= Esme Roberts =

British artist (1911–1995)

Robina Esme Roberts (13 December 1911 – 1995) was a British artist, best known for her poster designs.

==Early life==
She was born on 13 December 1911 (or possibly 8 December 1912), and raised in Sleaford, Lincolnshire. Roberts trained in Vienna and Munich.

==Career==
Roberts created book covers, illustrations and Art Deco designs. Many examples of her work are on show in the Sleaford Museum.

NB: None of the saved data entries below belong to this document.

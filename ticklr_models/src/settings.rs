use std::time::Duration;

use chrono::FixedOffset;
use serde::Deserialize;

use crate::reminder::{OwnerId, ReminderPolicy};

#[derive(Deserialize, Debug)]
pub struct TelegramSettings {
    pub token: String,
}

#[derive(Deserialize, Debug, Clone)]
#[serde(default)]
pub struct DatabaseSettings {
    pub url: String,
    pub policy: ReminderPolicy,
}

impl Default for DatabaseSettings {
    fn default() -> Self {
        Self {
            url: "sqlite://reminders.db".to_string(),
            policy: ReminderPolicy::default(),
        }
    }
}

#[derive(Deserialize, Debug, Clone)]
#[serde(default)]
pub struct SchedulerSettings {
    pub sweep_interval_secs: u64,
    pub retry_attempts: u32,
    pub retry_delay_secs: u64,
    pub retention_days: u32,
    /// Offset of the civil timezone all reminders live in, east of UTC.
    pub utc_offset_minutes: i32,
}

impl Default for SchedulerSettings {
    fn default() -> Self {
        Self {
            sweep_interval_secs: 60,
            retry_attempts: 3,
            retry_delay_secs: 5,
            retention_days: 7,
            utc_offset_minutes: 6 * 60,
        }
    }
}

impl SchedulerSettings {
    pub fn sweep_interval(&self) -> Duration {
        Duration::from_secs(self.sweep_interval_secs)
    }

    pub fn retry_delay(&self) -> Duration {
        Duration::from_secs(self.retry_delay_secs)
    }

    pub fn utc_offset(&self) -> Option<FixedOffset> {
        FixedOffset::east_opt(self.utc_offset_minutes.checked_mul(60)?)
    }
}

#[derive(Deserialize, Debug, Clone, Default)]
#[serde(default)]
pub struct AccessSettings {
    pub allowed_users: Vec<OwnerId>,
    pub admin_user_id: Option<OwnerId>,
}

#[derive(Deserialize, Debug)]
pub struct Settings {
    pub telegram: TelegramSettings,
    #[serde(default)]
    pub database: DatabaseSettings,
    #[serde(default)]
    pub scheduler: SchedulerSettings,
    #[serde(default)]
    pub access: AccessSettings,
}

Her 1934 and 1935 Art Deco posters advertising steamer cruises to the Royal Docks are in the permanent collection of the London Transport Museum.

==Personal life==
In 1939, she married George Gordon Jeudwine (1913–1954) in Kensington, London, and they moved to Rauceby, Lincolnshire. He was the son of George Gordon Jeudwine and Alice Mildred Phelps, and the grandson of George Wynne Jeudwine (1849–1933). On his death on 20 October 1954, he was a solicitor of Peake, Snow & Jeudwine, 5 Market Street, Sleaford, and was living at Eastgate House, Sleaford.

In 1959, as Robina Jeudwine a now single woman, she travelled on a Compañía Transatlántica Española ship to Las Palmas in the Canary Islands. She died in 1995 in Gloucestershire.